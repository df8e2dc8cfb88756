//! Compression size reporting.
//!
//! Figures here are informational only; nothing in the codec reads them.
//! The tree snapshot is counted as part of the compressed size because it
//! has to travel with the payload.
//!
//! - percentage = `100 - ((compressed + tree) / original * 100)`
//! - ratio      = `original / (compressed + tree)`

use std::time::{Duration, Instant};

/// Sizes (in bytes) of one compression run.
#[derive(Debug, Clone)]
pub struct CompressionReport {
    /// Input size
    pub original_size: u64,

    /// Packed payload size (padding header included)
    pub compressed_size: u64,

    /// Persisted tree size
    pub tree_size: u64,

    /// Distinct symbols in the input
    pub distinct_symbols: usize,

    /// When the run started
    pub start_time: Instant,

    /// When the run ended (set on completion)
    pub end_time: Option<Instant>,
}

impl CompressionReport {
    /// Start a report for an input of `original_size` bytes.
    pub fn new(original_size: u64) -> Self {
        Self {
            original_size,
            compressed_size: 0,
            tree_size: 0,
            distinct_symbols: 0,
            start_time: Instant::now(),
            end_time: None,
        }
    }

    /// Mark the run as complete.
    pub fn complete(&mut self) {
        self.end_time = Some(Instant::now());
    }

    /// Get total duration (or current elapsed if not complete).
    pub fn duration(&self) -> Duration {
        match self.end_time {
            Some(end) => end.duration_since(self.start_time),
            None => self.start_time.elapsed(),
        }
    }

    /// Payload plus tree.
    pub fn stored_size(&self) -> u64 {
        self.compressed_size + self.tree_size
    }

    /// Space saved, in percent of the original. Negative when the output
    /// is larger than the input. Returns 0.0 for empty input.
    pub fn percentage(&self) -> f64 {
        if self.original_size == 0 {
            0.0
        } else {
            100.0 - (self.stored_size() as f64 / self.original_size as f64 * 100.0)
        }
    }

    /// Original size over stored size. Returns 0.0 when nothing was stored.
    pub fn ratio(&self) -> f64 {
        if self.stored_size() == 0 {
            0.0
        } else {
            self.original_size as f64 / self.stored_size() as f64
        }
    }

    /// Print a human-readable summary to stdout.
    pub fn print_summary(&self) {
        println!("\n=== Compression Summary ===");
        println!("Duration: {} ms", self.duration().as_millis());
        println!("Original:   {} bytes", self.original_size);
        println!("Compressed: {} bytes", self.compressed_size);
        println!("Tree:       {} bytes", self.tree_size);
        println!("Distinct symbols: {}", self.distinct_symbols);
        println!("Compression Percentage: {:.3}%", self.percentage());
        println!("Compression Ratio: {:.3} : 1", self.ratio());
        println!();
    }

    /// Export the report as `key=value` lines (for parsing/testing).
    pub fn export_text(&self) -> String {
        format!(
            "duration_ms={}\n\
             original_bytes={}\n\
             compressed_bytes={}\n\
             tree_bytes={}\n\
             distinct_symbols={}\n\
             percentage={:.4}\n\
             ratio={:.4}\n",
            self.duration().as_millis(),
            self.original_size,
            self.compressed_size,
            self.tree_size,
            self.distinct_symbols,
            self.percentage(),
            self.ratio(),
        )
    }
}

#[cfg(test)]
mod tests {
    use super::*;

    fn report(original: u64, compressed: u64, tree: u64) -> CompressionReport {
        let mut report = CompressionReport::new(original);
        report.compressed_size = compressed;
        report.tree_size = tree;
        report
    }

    #[test]
    fn test_percentage_and_ratio() {
        let r = report(1000, 400, 100);
        assert_eq!(r.stored_size(), 500);
        assert_eq!(r.percentage(), 50.0);
        assert_eq!(r.ratio(), 2.0);
    }

    #[test]
    fn test_expansion_is_negative_percentage() {
        let r = report(10, 15, 5);
        assert_eq!(r.percentage(), -100.0);
        assert_eq!(r.ratio(), 0.5);
    }

    #[test]
    fn test_empty_input() {
        let r = report(0, 0, 0);
        assert_eq!(r.percentage(), 0.0);
        assert_eq!(r.ratio(), 0.0);
    }

    #[test]
    fn test_completion() {
        let mut r = report(1, 1, 1);
        assert!(r.end_time.is_none());
        r.complete();
        assert!(r.end_time.is_some());
        assert!(r.duration().as_millis() < 1000);
    }

    #[test]
    fn test_export_text() {
        let mut r = report(1000, 400, 100);
        r.distinct_symbols = 12;
        let text = r.export_text();
        assert!(text.contains("original_bytes=1000"));
        assert!(text.contains("tree_bytes=100"));
        assert!(text.contains("distinct_symbols=12"));
        assert!(text.contains("ratio=2.0000"));
    }
}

**Work instruction**:
Using the exact wording, write out all of the records.

**Output of the task**:
repository df8e2dc8cfb88756
//! Compression size reporting.
//!
//! Figures here are informational only; nothing in the codec reads them.
//! The tree snapshot is counted as part of the compressed size because it
//! has to travel with the payload.
//!
//! - percentage = `100 - ((compressed + tree) / original * 100)`
//! - ratio      = `original / (compressed + tree)`

use std::time::{Duration, Instant};

/// Sizes (in bytes) of one compression run.
#[derive(Debug, Clone)]
pub struct CompressionReport {
    /// Input size
    pub original_size: u64,

    /// Packed payload size (padding header included)
    pub compressed_size: u64,

    /// Persisted tree size
    pub tree_size: u64,

    /// Distinct symbols in the input
    pub distinct_symbols: usize,

    /// When the run started
    pub start_time: Instant,

    /// When the run ended (set on completion)
    pub end_time: Option<Instant>,
}

impl CompressionReport {
    /// Start a report for an input of `original_size` bytes.
    pub fn new(original_size: u64) -> Self {
        Self {
            original_size,
            compressed_size: 0,
            tree_size: 0,
            distinct_symbols: 0,
            start_time: Instant::now(),
            end_time: None,
        }
    }

    /// Mark the run as complete.
    pub fn complete(&mut self) {
        self.end_time = Some(Instant::now());
    }

    /// Get total duration (or current elapsed if not complete).
    pub fn duration(&self) -> Duration {
        match self.end_time {
            Some(end) => end.duration_since(self.start_time),
            None => self.start_time.elapsed(),
        }
    }

    /// Payload plus tree.
    pub fn stored_size(&self) -> u64 {
        self.compressed_size + self.tree_size
    }

    /// Space saved, in percent of the original. Negative when the output
    /// is larger than the input. Returns 0.0 for empty input.
    pub fn percentage(&self) -> f64 {
        if self.original_size == 0 {
            0.0
        } else {
            100.0 - (self.stored_size() as f64 / self.original_size as f64 * 100.0)
        }
    }

    /// Original size over stored size. Returns 0.0 when nothing was stored.
    pub fn ratio(&self) -> f64 {
        if self.stored_size() == 0 {
            0.0
        } else {
            self.original_size as f64 / self.stored_size() as f64
        }
    }

    /// Print a human-readable summary to stdout.
    pub fn print_summary(&self) {
        println!("\n=== Compression Summary ===");
        println!("Duration: {} ms", self.duration().as_millis());
        println!("Original:   {} bytes", self.original_size);
        println!("Compressed: {} bytes", self.compressed_size);
        println!("Tree:       {} bytes", self.tree_size);
        println!("Distinct symbols: {}", self.distinct_symbols);
        println!("Compression Percentage: {:.3}%", self.percentage());
        println!("Compression Ratio: {:.3} : 1", self.ratio());
        println!();
    }

    /// Export the report as `key=value` lines (for parsing/testing).
    pub fn export_text(&self) -> String {
        format!(
            "duration_ms={}\n\
             original_bytes={}\n\
             compressed_bytes={}\n\
             tree_bytes={}\n\
             distinct_symbols={}\n\
             percentage={:.4}\n\
             ratio={:.4}\n",
            self.duration().as_millis(),
            self.original_size,
            self.compressed_size,
            self.tree_size,
            self.distinct_symbols,
            self.percentage(),
            self.ratio(),
        )
    }
}

#[cfg(test)]
mod tests {
    use super::*;

    fn report(original: u64, compressed: u64, tree: u64) -> CompressionReport {
        let mut report = CompressionReport::new(original);
        report.compressed_size = compressed;
        report.tree_size = tree;
        report
    }

    #[test]
    fn test_percentage_and_ratio() {
        let r = report(1000, 400, 100);
        assert_eq!(r.stored_size(), 500);
        assert_eq!(r.percentage(), 50.0);
        assert_eq!(r.ratio(), 2.0);
    }

    #[test]
    fn test_expansion_is_negative_percentage() {
        let r = report(10, 15, 5);
        assert_eq!(r.percentage(), -100.0);
        assert_eq!(r.ratio(), 0.5);
    }

    #[test]
    fn test_empty_input() {
        let r = report(0, 0, 0);
        assert_eq!(r.percentage(), 0.0);
        assert_eq!(r.ratio(), 0.0);
    }

    #[test]
    fn test_completion() {
        let mut r = report(1, 1, 1);
        assert!(r.end_time.is_none());
        r.complete();
        assert!(r.end_time.is_some());
        assert!(r.duration().as_millis() < 1000);
    }

    #[test]
    fn test_export_text() {
        let mut r = report(1000, 400, 100);
        r.distinct_symbols = 12;
        let text = r.export_text();
        assert!(text.contains("original_bytes=1000"));
        assert!(text.contains("tree_bytes=100"));
        assert!(text.contains("distinct_symbols=12"));
        assert!(text.contains("ratio=2.0000"));
    }
}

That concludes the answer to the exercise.